### YOUR TASK
Entries follow. Return each line that contains the word "label".

__________________________________________________

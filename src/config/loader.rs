//! Configuration loading with layered precedence.
//!
//! Configuration is composed with `MergeComposer` in precedence order (lowest
//! to highest): application defaults, configuration file, environment
//! variables. There is no CLI layer; stepkit is hosted by a test runner that
//! owns the command line.
//!
//! # Environment Variable Handling
//!
//! Environment variables are read through [`mockable::Env`] so tests can supply
//! them without touching the process environment. Typed values fail fast:
//! `STEPKIT_WAIT_DEFAULT_TIMEOUT_SECS=soon` is an error, not a silent fallback
//! to the default. `STEPKIT_IDENTITY_ESCALATION_ROLES` is a comma-separated
//! list.

use camino::{Utf8Path, Utf8PathBuf};
use cap_std::ambient_authority;
use cap_std::fs_utf8::Dir;
use ortho_config::discovery::ConfigDiscovery;
use ortho_config::serde_json::{self, Map, Value};
use ortho_config::{MergeComposer, toml};
use tracing::debug;

use crate::config::HarnessConfig;
use crate::error::{ConfigError, Result};

/// Environment variable naming an explicit configuration file.
pub const CONFIG_PATH_ENV_VAR: &str = "STEPKIT_CONFIG_PATH";

/// The type of value expected from an environment variable.
#[derive(Clone, Copy)]
enum EnvVarType {
    /// String value (always accepted).
    String,
    /// Unsigned 64-bit integer. Invalid values return an error.
    U64,
    /// Comma-separated list of strings.
    List,
}

/// Mapping from one environment variable to a config path.
struct EnvVarSpec {
    /// The environment variable name.
    env_var: &'static str,
    /// The JSON path segments.
    path: &'static [&'static str],
    /// The expected value type.
    var_type: EnvVarType,
}

/// Table of all environment variables and their JSON paths.
const ENV_VAR_SPECS: &[EnvVarSpec] = &[
    EnvVarSpec {
        env_var: "STEPKIT_LAYOUT",
        path: &["layout"],
        var_type: EnvVarType::String,
    },
    EnvVarSpec {
        env_var: "STEPKIT_WAIT_DEFAULT_TIMEOUT_SECS",
        path: &["wait", "default_timeout_secs"],
        var_type: EnvVarType::U64,
    },
    EnvVarSpec {
        env_var: "STEPKIT_WAIT_AJAX_TIMEOUT_SECS",
        path: &["wait", "ajax_timeout_secs"],
        var_type: EnvVarType::U64,
    },
    EnvVarSpec {
        env_var: "STEPKIT_IDENTITY_ESCALATION_ROLES",
        path: &["identity", "escalation_roles"],
        var_type: EnvVarType::List,
    },
];

/// Returns the environment variable names recognised by the config loader,
/// including `STEPKIT_CONFIG_PATH`.
#[must_use]
pub fn env_var_names() -> Vec<&'static str> {
    std::iter::once(CONFIG_PATH_ENV_VAR)
        .chain(ENV_VAR_SPECS.iter().map(|spec| spec.env_var))
        .collect()
}

/// Load a configuration file and push it to the composer.
fn load_config_file(path: &Utf8Path, composer: &mut MergeComposer) -> Result<()> {
    let parent = match path.parent() {
        Some(dir) if !dir.as_str().is_empty() => dir,
        _ => Utf8Path::new("."),
    };
    let file_name = path.file_name().unwrap_or(path.as_str());

    let dir = Dir::open_ambient_dir(parent, ambient_authority()).map_err(|e| {
        ConfigError::ParseError {
            message: format!("failed to open directory {parent}: {e}"),
        }
    })?;

    let content = dir
        .read_to_string(file_name)
        .map_err(|e| ConfigError::ParseError {
            message: format!("failed to read {path}: {e}"),
        })?;

    let value =
        toml::from_str::<serde_json::Value>(&content).map_err(|e| ConfigError::ParseError {
            message: format!("failed to parse {path}: {e}"),
        })?;

    debug!(path = path.as_str(), "loaded configuration file");
    composer.push_file(value, Some(path.to_path_buf()));
    Ok(())
}

/// Resolve which configuration file, if any, to load.
///
/// An explicit path (argument or `STEPKIT_CONFIG_PATH`) must exist. Otherwise
/// the first discovered candidate that exists is used.
fn resolve_config_path<E: mockable::Env>(
    explicit_path: Option<&Utf8Path>,
    env: &E,
) -> Result<Option<Utf8PathBuf>> {
    let requested = explicit_path.map(Utf8Path::to_path_buf).or_else(|| {
        env.string(CONFIG_PATH_ENV_VAR)
            .filter(|value| !value.is_empty())
            .map(Utf8PathBuf::from)
    });

    if let Some(path) = requested {
        if !path.exists() {
            return Err(ConfigError::FileNotFound {
                path: path.into_std_path_buf(),
            }
            .into());
        }
        return Ok(Some(path));
    }

    let discovery = ConfigDiscovery::builder("stepkit")
        .config_file_name("config.toml")
        .dotfile_name(".stepkit.toml")
        .build();
    Ok(discovery
        .candidates()
        .into_iter()
        .filter(|p| p.exists())
        .find_map(|p| Utf8PathBuf::try_from(p).ok()))
}

/// Load configuration with full layer precedence.
///
/// Layers, lowest to highest:
/// 1. Application defaults defined on the types
/// 2. Configuration file (`explicit_path`, `STEPKIT_CONFIG_PATH`, or discovery)
/// 3. Environment variables prefixed with `STEPKIT_`
///
/// The merged configuration is validated before it is returned.
///
/// # Errors
///
/// Returns `ConfigError` if:
/// - an explicitly requested file does not exist
/// - a configuration file is malformed
/// - a typed environment variable has an unparseable value
/// - the merged values fail validation
pub fn load_config<E: mockable::Env>(
    explicit_path: Option<&Utf8Path>,
    env: &E,
) -> Result<HarnessConfig> {
    let mut composer = MergeComposer::new();

    let defaults =
        serde_json::to_value(HarnessConfig::default()).map_err(|e| ConfigError::ParseError {
            message: format!("failed to serialise defaults: {e}"),
        })?;
    composer.push_defaults(defaults);

    if let Some(path) = resolve_config_path(explicit_path, env)? {
        load_config_file(&path, &mut composer)?;
    }

    let env_values = collect_env_vars(env)?;
    if !env_values.is_null() {
        composer.push_environment(env_values);
    }

    let config =
        HarnessConfig::merge_from_layers(composer.layers()).map_err(ConfigError::OrthoConfig)?;
    config.validate()?;
    Ok(config)
}

/// Collect `STEPKIT_` environment variables into a JSON value.
///
/// # Errors
///
/// Returns `ConfigError::InvalidValue` if a typed variable has an unparseable
/// value.
fn collect_env_vars<E: mockable::Env>(env: &E) -> Result<Value> {
    let mut root = Map::new();

    for spec in ENV_VAR_SPECS {
        let Some(raw_value) = env.string(spec.env_var) else {
            continue;
        };

        let json_value = match spec.var_type {
            EnvVarType::String => Value::String(raw_value),
            EnvVarType::U64 => match raw_value.trim().parse::<u64>() {
                Ok(n) => Value::Number(n.into()),
                Err(_) => {
                    return Err(ConfigError::InvalidValue {
                        field: String::from(spec.env_var),
                        reason: format!("expected unsigned integer, got '{raw_value}'"),
                    }
                    .into());
                }
            },
            EnvVarType::List => Value::Array(
                raw_value
                    .split(',')
                    .map(str::trim)
                    .filter(|item| !item.is_empty())
                    .map(|item| Value::String(String::from(item)))
                    .collect(),
            ),
        };

        insert_at_path(&mut root, spec.path, json_value);
    }

    if root.is_empty() {
        Ok(Value::Null)
    } else {
        Ok(Value::Object(root))
    }
}

/// Insert a value at a nested path in a JSON map, creating intermediate
/// objects as needed.
fn insert_at_path(root: &mut Map<String, Value>, path: &[&str], value: Value) {
    let Some((&field, parents)) = path.split_last() else {
        return;
    };

    let mut current = root;
    for &segment in parents {
        let entry = current
            .entry(String::from(segment))
            .or_insert_with(|| Value::Object(Map::new()));
        let Some(obj) = entry.as_object_mut() else {
            return;
        };
        current = obj;
    }

    current.insert(String::from(field), value);
}
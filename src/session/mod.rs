//! Browser session collaborator.
//!
//! The session is the live browser: it evaluates JavaScript, resolves CSS
//! selectors, and performs page-level actions such as clicking links. stepkit
//! never drives a browser itself; it depends only on the [`BrowserSession`] and
//! [`PageElement`] traits, which a runner implements over its WebDriver client.
//!
//! All methods block the calling step until the driver answers, matching the
//! one-step-at-a-time execution model of a scenario.

mod actions;

pub use actions::{PageActions, css_string};

use crate::error::SessionError;

/// Result type returned by session and element operations.
pub type SessionResult<T> = Result<T, SessionError>;

/// An element handle returned by a session lookup.
pub type ElementHandle = Box<dyn PageElement>;

/// The browser session a scenario drives.
pub trait BrowserSession {
    /// Poll `expression` until it is truthy or `timeout_ms` elapses.
    ///
    /// Returns `Ok(false)` on timeout. The polling cadence belongs to the
    /// driver.
    fn wait(&self, timeout_ms: u64, expression: &str) -> SessionResult<bool>;

    /// Execute a script for its side effects.
    fn execute_script(&self, script: &str) -> SessionResult<()>;

    /// Evaluate a script and return its JSON-serialisable result.
    fn evaluate_script(&self, script: &str) -> SessionResult<serde_json::Value>;

    /// Navigate to an internal path.
    fn visit(&self, path: &str) -> SessionResult<()>;

    /// Return to the top-level window.
    fn switch_to_window(&self) -> SessionResult<()>;

    /// Enter the named frame.
    fn switch_to_frame(&self, name: &str) -> SessionResult<()>;

    /// Find the first element matching a CSS selector.
    fn find(&self, selector: &str) -> SessionResult<Option<ElementHandle>>;

    /// Find every element matching a CSS selector.
    fn find_all(&self, selector: &str) -> SessionResult<Vec<ElementHandle>>;

    /// Click a link by id, title, text, or image alt.
    fn click_link(&self, locator: &str) -> SessionResult<()>;

    /// Press a button by id, name, or value.
    fn press_button(&self, locator: &str) -> SessionResult<()>;

    /// Choose `option` in the select field identified by `select`.
    fn select_option(&self, select: &str, option: &str) -> SessionResult<()>;

    /// Check a checkbox by id, name, or label.
    fn check_option(&self, locator: &str) -> SessionResult<()>;

    /// Uncheck a checkbox by id, name, or label.
    fn uncheck_option(&self, locator: &str) -> SessionResult<()>;
}

/// A live element on the page.
pub trait PageElement {
    /// Click the element.
    fn click(&self) -> SessionResult<()>;

    /// Read an attribute, if present.
    fn attribute(&self, name: &str) -> SessionResult<Option<String>>;

    /// Read the element's visible text.
    fn text(&self) -> SessionResult<String>;

    /// Read the current value of a form control.
    fn value(&self) -> SessionResult<Option<String>>;

    /// Find the first descendant matching a CSS selector.
    fn find(&self, selector: &str) -> SessionResult<Option<ElementHandle>>;

    /// Find every descendant matching a CSS selector.
    fn find_all(&self, selector: &str) -> SessionResult<Vec<ElementHandle>>;

    /// Find a descendant link by id, title, text, or image alt.
    fn find_link(&self, locator: &str) -> SessionResult<Option<ElementHandle>>;
}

__________________________________________________

### ANSWER BELOW
    /// Check a checkbox by id, name, or label.
    /// Uncheck a checkbox by id, name, or label.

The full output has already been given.